Slightly OT, but the New Yorker recently profiled Jarod Lanier[1] where he
critiques social networking sites as _dehumanizing and designed to encourage
shallow-interactions_. There are also a lot more interesting viewpoints
including calling Wikipedia a _triumph of "intellectual mob rule"_. I would
highly recommend the article as a "Devil's advocate" sorta reading, which is
unfortunately behind a paywall[2].

[1] <http://en.wikipedia.org/wiki/Jaron_Lanier>

[2]
[http://www.newyorker.com/reporting/2011/07/11/110711fa_fact_...](http://www.newyorker.com/reporting/2011/07/11/110711fa_fact_kahn?currentPage=all)

------
phuff
Does anybody else think that the kitchen table analogy totally stands? I have
things in my house that contain a significant number of other people's
personal information in them. I don't lock them in an extra protected safe in
my house because I consider my house to be (relatively) secure by both
convention and practice.
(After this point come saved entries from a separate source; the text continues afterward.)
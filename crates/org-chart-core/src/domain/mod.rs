//! Domain Layer
//!
//! Hierarchy entities, identifiers and the backend error contract.
//! This layer has NO external dependencies (except serde/thiserror).

mod entity;
mod item;
mod node_id;

pub use entity::{find_by_id, find_by_id_mut, DomainError, DomainResult, Entity};
pub use item::{ChartItem, DraftItem, HierarchyItem, LoadedItem, Position};
pub use node_id::{DraftId, ItemId, NodeId};
//! Leptos DragDrop Utilities
//!
//! Mouse-driven dragging for Leptos canvases.
//! Uses a movement threshold to distinguish click from drag.
//!
//! Two gestures share one state machine:
//! - `DragMode::Move` streams per-frame offsets and reports the drag end
//! - `DragMode::Connect` tracks the element under the pointer and reports
//!   `(source, target)` on release

use leptos::prelude::*;
use wasm_bindgen::JsCast;

#[derive(Clone, Copy, Debug, Default, PartialEq, Eq)]
pub enum DragMode {
    #[default]
    Move,
    Connect,
}

/// One pointer frame of a move drag.
///
/// `dx`/`dy` are client pixels since mousedown; `dragging` is `false` on the
/// final frame only.
#[derive(Clone, Copy, Debug, PartialEq, Eq)]
pub struct DragFrame<K> {
    pub id: K,
    pub dx: i32,
    pub dy: i32,
    pub dragging: bool,
}

/// DnD state signals
pub struct DndSignals<K: Send + Sync + 'static> {
    pub dragging_id_read: ReadSignal<Option<K>>,
    pub dragging_id_write: WriteSignal<Option<K>>,
    pub mode_read: ReadSignal<DragMode>,
    pub mode_write: WriteSignal<DragMode>,
    /// Element under the pointer during a connect drag
    pub hover_read: ReadSignal<Option<K>>,
    pub hover_write: WriteSignal<Option<K>>,
    pub drag_just_ended_read: ReadSignal<bool>,
    pub drag_just_ended_write: WriteSignal<bool>,
    /// Pending id (mousedown but not yet dragging)
    pub pending_id_read: ReadSignal<Option<K>>,
    pub pending_id_write: WriteSignal<Option<K>>,
    /// Start position for movement detection
    pub start_read: ReadSignal<(i32, i32)>,
    pub start_write: WriteSignal<(i32, i32)>,
    /// Latest client position while a drag is active
    pub pointer_read: ReadSignal<(i32, i32)>,
    pub pointer_write: WriteSignal<(i32, i32)>,
}

impl<K: Send + Sync + 'static> Clone for DndSignals<K> {
    fn clone(&self) -> Self {
        *self
    }
}

impl<K: Send + Sync + 'static> Copy for DndSignals<K> {}

/// Movement threshold in pixels to start dragging
const DRAG_THRESHOLD_PX: i32 = 5;

/// Whether a pointer offset counts as a drag rather than a click
pub fn exceeds_threshold(dx: i32, dy: i32) -> bool {
    dx.abs() > DRAG_THRESHOLD_PX || dy.abs() > DRAG_THRESHOLD_PX
}

pub fn create_dnd_signals<K>() -> DndSignals<K>
where
    K: Copy + PartialEq + Send + Sync + 'static,
{
    let (dragging_id_read, dragging_id_write) = signal(None::<K>);
    let (mode_read, mode_write) = signal(DragMode::Move);
    let (hover_read, hover_write) = signal(None::<K>);
    let (drag_just_ended_read, drag_just_ended_write) = signal(false);
    let (pending_id_read, pending_id_write) = signal(None::<K>);
    let (start_read, start_write) = signal((0i32, 0i32));
    let (pointer_read, pointer_write) = signal((0i32, 0i32));
    DndSignals {
        dragging_id_read,
        dragging_id_write,
        mode_read,
        mode_write,
        hover_read,
        hover_write,
        drag_just_ended_read,
        drag_just_ended_write,
        pending_id_read,
        pending_id_write,
        start_read,
        start_write,
        pointer_read,
        pointer_write,
    }
}

/// End drag operation
pub fn end_drag<K>(dnd: &DndSignals<K>)
where
    K: Copy + PartialEq + Send + Sync + 'static,
{
    dnd.dragging_id_write.set(None);
    dnd.hover_write.set(None);
    dnd.pending_id_write.set(None);
    dnd.drag_just_ended_write.set(true);

    // Swallow the click that follows a real drag
    if let Some(win) = web_sys::window() {
        let clear = dnd.drag_just_ended_write;
        let cb = wasm_bindgen::closure::Closure::<dyn FnMut()>::new(move || {
            clear.set(false);
        });
        let _ = win.set_timeout_with_callback_and_timeout_and_arguments_0(cb.as_ref().unchecked_ref(), 100);
        cb.forget();
    }
}

/// Create mousedown handler for a draggable element or a connect handle.
/// Records a pending drag with its start position.
pub fn make_on_mousedown<K>(dnd: DndSignals<K>, id: K, mode: DragMode) -> impl Fn(web_sys::MouseEvent) + Copy + 'static
where
    K: Copy + PartialEq + Send + Sync + 'static,
{
    move |ev: web_sys::MouseEvent| {
        if ev.button() != 0 {
            return;
        }
        // Ignore if target is input or button
        if let Some(target) = ev.target() {
            if target.dyn_ref::<web_sys::HtmlInputElement>().is_some() {
                return;
            }
            if target.dyn_ref::<web_sys::HtmlButtonElement>().is_some() {
                return;
            }
        }
        if mode == DragMode::Connect {
            // handles sit on top of the node body
            ev.stop_propagation();
        }
        dnd.pending_id_write.set(Some(id));
        dnd.mode_write.set(mode);
        dnd.start_write.set((ev.client_x(), ev.client_y()));
        dnd.pointer_write.set((ev.client_x(), ev.client_y()));
    }
}

/// Create mouseenter handler for connect targets
pub fn make_on_target_mouseenter<K>(dnd: DndSignals<K>, id: K) -> impl Fn(web_sys::MouseEvent) + Copy + 'static
where
    K: Copy + PartialEq + Send + Sync + 'static,
{
    move |_ev: web_sys::MouseEvent| {
        if dnd.mode_read.get_untracked() != DragMode::Connect {
            return;
        }
        // Don't allow connecting to self
        if let Some(dragging) = dnd.dragging_id_read.get_untracked() {
            if dragging != id {
                dnd.hover_write.set(Some(id));
            }
        }
    }
}

/// Create mouseleave handler
pub fn make_on_mouseleave<K>(dnd: DndSignals<K>) -> impl Fn(web_sys::MouseEvent) + Copy + 'static
where
    K: Copy + PartialEq + Send + Sync + 'static,
{
    move |_ev: web_sys::MouseEvent| {
        if dnd.dragging_id_read.get_untracked().is_some() {
            dnd.hover_write.set(None);
        }
    }
}

/// Offset from the mousedown point
fn offset<K>(dnd: &DndSignals<K>, ev: &web_sys::MouseEvent) -> (i32, i32)
where
    K: Copy + PartialEq + Send + Sync + 'static,
{
    let (start_x, start_y) = dnd.start_read.get_untracked();
    (ev.client_x() - start_x, ev.client_y() - start_y)
}

/// Bind document mousemove: starts a drag past the threshold and streams
/// move frames to `on_frame`
pub fn bind_global_mousemove<K, F>(dnd: DndSignals<K>, on_frame: F)
where
    K: Copy + PartialEq + Send + Sync + 'static,
    F: Fn(DragFrame<K>) + 'static,
{
    use wasm_bindgen::closure::Closure;

    let on_mousemove = Closure::<dyn FnMut(web_sys::MouseEvent)>::new(move |ev: web_sys::MouseEvent| {
        let Some(pending) = dnd.pending_id_read.get_untracked() else {
            return;
        };
        let (dx, dy) = offset(&dnd, &ev);

        if dnd.dragging_id_read.get_untracked().is_none() {
            if !exceeds_threshold(dx, dy) {
                return;
            }
            dnd.dragging_id_write.set(Some(pending));
        }

        dnd.pointer_write.set((ev.client_x(), ev.client_y()));
        if dnd.mode_read.get_untracked() == DragMode::Move {
            on_frame(DragFrame { id: pending, dx, dy, dragging: true });
        }
    });

    if let Some(win) = web_sys::window() {
        if let Some(doc) = win.document() {
            let _ = doc.add_event_listener_with_callback("mousemove", on_mousemove.as_ref().unchecked_ref());
        }
    }
    on_mousemove.forget();
}

/// Bind document mouseup (and the matching mousemove).
///
/// A move drag ends with one final frame where `dragging == false`; a connect
/// drag released over a target calls `on_connect(source, target)`. Plain
/// clicks produce neither.
pub fn bind_global_mouseup<K, M, C>(dnd: DndSignals<K>, on_frame: M, on_connect: C)
where
    K: Copy + PartialEq + Send + Sync + 'static,
    M: Fn(DragFrame<K>) + Clone + 'static,
    C: Fn(K, K) + 'static,
{
    use wasm_bindgen::closure::Closure;

    let on_move_end = on_frame.clone();
    let on_mouseup = Closure::<dyn FnMut(web_sys::MouseEvent)>::new(move |ev: web_sys::MouseEvent| {
        let dragging = dnd.dragging_id_read.get_untracked();
        let hover = dnd.hover_read.get_untracked();
        let mode = dnd.mode_read.get_untracked();
        let (dx, dy) = offset(&dnd, &ev);

        end_drag(&dnd);
        let Some(id) = dragging else {
            // Not dragging - click event will fire naturally on the element
            return;
        };
        match (mode, hover) {
            (DragMode::Move, _) => on_move_end(DragFrame { id, dx, dy, dragging: false }),
            (DragMode::Connect, Some(target)) => on_connect(id, target),
            (DragMode::Connect, None) => {}
        }
    });

    if let Some(win) = web_sys::window() {
        if let Some(doc) = win.document() {
            let _ = doc.add_event_listener_with_callback("mouseup", on_mouseup.as_ref().unchecked_ref());
        }
    }
    on_mouseup.forget();

    // Also bind global mousemove
    bind_global_mousemove(dnd, on_frame);
}
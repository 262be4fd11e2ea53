//! Notice Bar Component

use leptos::prelude::*;

use crate::context::AppContext;

/// Toast for save results and refused gestures
#[component]
pub fn NoticeBar() -> impl IntoView {
    let ctx = expect_context::<AppContext>();

    view! {
        {move || ctx.notice.get().map(|notice| view! {
            <div class=notice.class() on:click=move |_| ctx.dismiss()>
                {notice.message.clone()}
            </div>
        })}
    }
}
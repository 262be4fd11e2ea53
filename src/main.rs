//! Org Chart Designer Frontend Entry Point

mod models;
mod commands;
mod context;
mod actions;
mod store;
mod components;
mod app;

use app::App;
use leptos::prelude::*;

fn main() {
    console_error_panic_hook::set_once();
    mount_to_body(App);
}
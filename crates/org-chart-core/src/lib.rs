//! Org Chart Core
//!
//! Layered architecture:
//! - domain: Hierarchy entities, identifiers and backend errors
//! - tree / layout: Forest building and tidy-tree geometry
//! - store: Draft and persisted partitions merged into canvas state
//! - controller / menu: Gestures, selection and capability gating
//! - save: Validation and reconciliation against a backend
//! - presentation: Pure projection consumed by UI hosts

pub mod backend;
pub mod capabilities;
pub mod config;
pub mod controller;
pub mod domain;
pub mod error;
pub mod layout;
pub mod menu;
pub mod presentation;
pub mod save;
pub mod store;
pub mod tree;
pub mod visual;

#[cfg(test)]
mod test_support;

pub use backend::{DraftCreate, HierarchyBackend, LoadFilter, ParentUpdate, PositionUpdate};
pub use capabilities::{Capabilities, Capability};
pub use config::{DesignerConfig, LayoutConfig};
pub use controller::{ChartDesigner, DeleteOutcome, DraftPatch, Key, ReparentOutcome};
pub use domain::{
    ChartItem, DomainError, DomainResult, DraftId, DraftItem, HierarchyItem, ItemId, LoadedItem, NodeId, Position,
};
pub use error::ChartError;
pub use layout::{layout, needs_auto_layout};
pub use menu::{ContextMenu, MenuAction, MenuEffect, MenuTarget};
pub use presentation::{project, CanvasView, DefaultPresenter, DomainLabels, NodePresenter, PanelView};
pub use save::{execute_plan, SaveError, SavePlan, SaveReport, SaveStatus, ValidationIssue};
pub use store::GraphStore;
pub use tree::{build_forest, flatten_forest, HierarchyNode, TreeNode};
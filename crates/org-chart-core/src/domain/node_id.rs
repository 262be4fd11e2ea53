//! Node Identifiers
//!
//! Persisted and draft items live in disjoint id namespaces. `NodeId` is the
//! tagged union used everywhere the two partitions meet.

use serde::{Deserialize, Serialize};
use std::fmt;

/// Identifier assigned by the backend
#[derive(Debug, Clone, Copy, PartialEq, Eq, PartialOrd, Ord, Hash, Serialize, Deserialize)]
#[serde(transparent)]
pub struct ItemId(pub u32);

/// Identifier assigned locally to a draft
#[derive(Debug, Clone, Copy, PartialEq, Eq, PartialOrd, Ord, Hash, Serialize, Deserialize)]
#[serde(transparent)]
pub struct DraftId(pub u32);

/// Any node on the canvas
#[derive(Debug, Clone, Copy, PartialEq, Eq, PartialOrd, Ord, Hash, Serialize, Deserialize)]
#[serde(rename_all = "camelCase")]
pub enum NodeId {
    Persisted(ItemId),
    Draft(DraftId),
}

impl NodeId {
    pub fn is_draft(&self) -> bool {
        matches!(self, NodeId::Draft(_))
    }

    pub fn as_persisted(&self) -> Option<ItemId> {
        match self {
            NodeId::Persisted(id) => Some(*id),
            NodeId::Draft(_) => None,
        }
    }

    pub fn as_draft(&self) -> Option<DraftId> {
        match self {
            NodeId::Draft(id) => Some(*id),
            NodeId::Persisted(_) => None,
        }
    }
}

impl From<ItemId> for NodeId {
    fn from(id: ItemId) -> Self {
        NodeId::Persisted(id)
    }
}

impl From<DraftId> for NodeId {
    fn from(id: DraftId) -> Self {
        NodeId::Draft(id)
    }
}

impl fmt::Display for ItemId {
    fn fmt(&self, f: &mut fmt::Formatter<'_>) -> fmt::Result {
        write!(f, "{}", self.0)
    }
}

impl fmt::Display for DraftId {
    fn fmt(&self, f: &mut fmt::Formatter<'_>) -> fmt::Result {
        write!(f, "{}", self.0)
    }
}

impl fmt::Display for NodeId {
    fn fmt(&self, f: &mut fmt::Formatter<'_>) -> fmt::Result {
        match self {
            NodeId::Persisted(id) => write!(f, "item-{}", id.0),
            NodeId::Draft(id) => write!(f, "draft-{}", id.0),
        }
    }
}
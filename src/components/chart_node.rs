//! Chart Node Component
//!
//! One hierarchy box on the SVG canvas: body drag moves it, the bottom
//! handle drags out a new parent edge.

use leptos::prelude::*;
use leptos_dragdrop::{make_on_mousedown, make_on_mouseleave, make_on_target_mouseenter, DndSignals, DragMode};
use org_chart_core::{CanvasView, MenuTarget, NodeId, Position};

use crate::store::{use_chart_store, ChartStateStoreFields};

const HANDLE_RADIUS: i32 = 6;

#[component]
pub fn ChartNode(id: NodeId, canvas: Memo<CanvasView>, dnd: DndSignals<NodeId>) -> impl IntoView {
    let store = use_chart_store();
    let node = Memo::new(move |_| canvas.with(|view| view.nodes.iter().find(|node| node.id == id).cloned()));
    let can_connect = Memo::new(move |_| store.designer().with(|designer| designer.capabilities().can_edit));

    let on_move_down = make_on_mousedown(dnd, id, DragMode::Move);
    let on_connect_down = make_on_mousedown(dnd, id, DragMode::Connect);
    let on_enter = make_on_target_mouseenter(dnd, id);
    let on_leave = make_on_mouseleave(dnd);

    let on_click = move |ev: web_sys::MouseEvent| {
        ev.stop_propagation();
        if dnd.drag_just_ended_read.get_untracked() {
            return;
        }
        let binding = store.designer();
        let mut designer = binding.write();
        designer.close_context_menu();
        if ev.shift_key() {
            let mut ids = designer.selection().to_vec();
            match ids.iter().position(|selected| *selected == id) {
                Some(index) => {
                    ids.remove(index);
                }
                None => ids.push(id),
            }
            designer.select(&ids);
        } else {
            designer.select(&[id]);
        }
    };

    let on_contextmenu = move |ev: web_sys::MouseEvent| {
        ev.prevent_default();
        ev.stop_propagation();
        let at = Position::new(ev.client_x(), ev.client_y());
        store.designer().write().open_context_menu(MenuTarget::Node(id), at);
    };

    let node_class = move || {
        let hovered = dnd.hover_read.get() == Some(id);
        let dragging = dnd.dragging_id_read.get() == Some(id);
        node.with(|node| {
            let mut class = String::from("chart-node");
            if let Some(node) = node {
                if node.is_draft {
                    class.push_str(" draft");
                }
                if node.selected {
                    class.push_str(" selected");
                }
                if node.focused {
                    class.push_str(" focused");
                }
            }
            if hovered {
                class.push_str(" drop-target");
            }
            if dragging {
                class.push_str(" dragging");
            }
            class
        })
    };

    view! {
        {move || node.get().map(|node| {
            let lines = node
                .lines
                .iter()
                .enumerate()
                .map(|(index, line)| {
                    let y = 48 + index as i32 * 16;
                    view! { <text x="40" y=y class="node-line">{line.clone()}</text> }
                })
                .collect_view();
            let (width, height) = (node.width, node.height);
            view! {
                <g
                    class=node_class
                    transform=format!("translate({},{})", node.x, node.y)
                    on:mousedown=move |ev: web_sys::MouseEvent| {
                        ev.stop_propagation();
                        on_move_down(ev);
                    }
                    on:mouseenter=on_enter
                    on:mouseleave=on_leave
                    on:click=on_click
                    on:contextmenu=on_contextmenu
                >
                    <rect
                        class="node-body"
                        width=node.width
                        height=node.height
                        rx="8"
                        stroke=node.color.clone()
                        stroke-dasharray=if node.is_draft { "6 4" } else { "none" }
                    />
                    <rect class="node-accent" width="6" height=node.height rx="3" fill=node.color.clone() />
                    <text x="16" y="30" class="node-icon">{node.icon.clone()}</text>
                    <text x="40" y="28" class="node-title">{node.title.clone()}</text>
                    {lines}
                    <Show when=move || can_connect.get()>
                        <circle
                            class="connect-handle"
                            cx=width / 2
                            cy=height
                            r=HANDLE_RADIUS
                            on:mousedown=on_connect_down
                        />
                    </Show>
                </g>
            }
        })}
    }
}
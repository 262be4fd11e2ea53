//! Context Menu Component

use leptos::prelude::*;
use org_chart_core::CanvasView;

use crate::actions::run_menu_action;
use crate::context::AppContext;
use crate::store::use_chart_store;

/// Right-click menu anchored at the click's screen position
#[component]
pub fn ContextMenuView(canvas: Memo<CanvasView>) -> impl IntoView {
    let store = use_chart_store();
    let ctx = expect_context::<AppContext>();
    let menu = Memo::new(move |_| canvas.with(|view| view.menu.clone()));

    view! {
        {move || menu.get().map(|menu| {
            let entries = menu
                .entries
                .into_iter()
                .map(|entry| {
                    let action = entry.action;
                    let class = if entry.destructive { "menu-entry destructive" } else { "menu-entry" };
                    view! {
                        <button
                            class=class
                            on:click=move |ev| {
                                ev.stop_propagation();
                                run_menu_action(store, ctx, action);
                            }
                        >
                            {entry.label}
                        </button>
                    }
                })
                .collect_view();
            view! {
                <div
                    class="context-menu"
                    style=format!("left: {}px; top: {}px;", menu.at.x, menu.at.y)
                    on:mousedown=move |ev| ev.stop_propagation()
                    on:mouseup=move |ev| ev.stop_propagation()
                    on:contextmenu=move |ev| ev.prevent_default()
                >
                    {entries}
                </div>
            }
        })}
    }
}
//! Designer Configuration
//!
//! Geometry constants for the layout engine and placement heuristics.
//! Every field has a default so partial JSON files are accepted.

use serde::{Deserialize, Serialize};

/// Geometry used by the tree layout
#[derive(Debug, Clone, Copy, PartialEq, Eq, Serialize, Deserialize)]
#[serde(default, rename_all = "camelCase")]
pub struct LayoutConfig {
    /// Render footprint of one node
    pub node_width: i32,
    pub node_height: i32,
    pub horizontal_gap: i32,
    pub vertical_gap: i32,
}

impl Default for LayoutConfig {
    fn default() -> Self {
        Self {
            node_width: 220,
            node_height: 80,
            horizontal_gap: 40,
            vertical_gap: 80,
        }
    }
}

impl LayoutConfig {
    /// Vertical distance between two depth bands
    pub fn band_height(&self) -> i32 {
        self.node_height + self.vertical_gap
    }

    /// Horizontal distance between two adjacent leaf centres
    pub fn column_width(&self) -> i32 {
        self.node_width + self.horizontal_gap
    }
}

/// Top-level designer settings
#[derive(Debug, Clone, PartialEq, Eq, Serialize, Deserialize)]
#[serde(default, rename_all = "camelCase")]
pub struct DesignerConfig {
    pub layout: LayoutConfig,
    /// Nudge applied when a new top-level draft would land on an existing node
    pub draft_offset: i32,
}

impl Default for DesignerConfig {
    fn default() -> Self {
        Self {
            layout: LayoutConfig::default(),
            draft_offset: 40,
        }
    }
}

impl DesignerConfig {
    pub fn from_json(json: &str) -> Result<Self, serde_json::Error> {
        serde_json::from_str(json)
    }
}

#[cfg(test)]
mod tests {
    use super::*;

    #[test]
    fn test_defaults_are_even() {
        let layout = LayoutConfig::default();
        assert_eq!(layout.node_width % 2, 0);
        assert_eq!(layout.horizontal_gap % 2, 0);
        assert_eq!(layout.band_height(), 160);
        assert_eq!(layout.column_width(), 260);
    }

    #[test]
    fn test_partial_json_uses_defaults() {
        let config = DesignerConfig::from_json(r#"{"layout":{"nodeWidth":180}}"#).unwrap();
        assert_eq!(config.layout.node_width, 180);
        assert_eq!(config.layout.node_height, 80);
        assert_eq!(config.draft_offset, 40);
    }

    #[test]
    fn test_bad_json_is_an_error() {
        assert!(DesignerConfig::from_json("{ nope").is_err());
    }
}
If somebody were to forcibly enter my house and steal
that information and publish it on the internet it would be breaking and
entering, regardless of any overarching political point that person was trying
to make.

It would also be a huge invasion of my personal privacy which to me seems like
something only a jerk would do.

I'm not trying to analogize these things to Anonymous or LulzSec, but I am
saying I don't think these arguments for their motives pass any kind of
logical test.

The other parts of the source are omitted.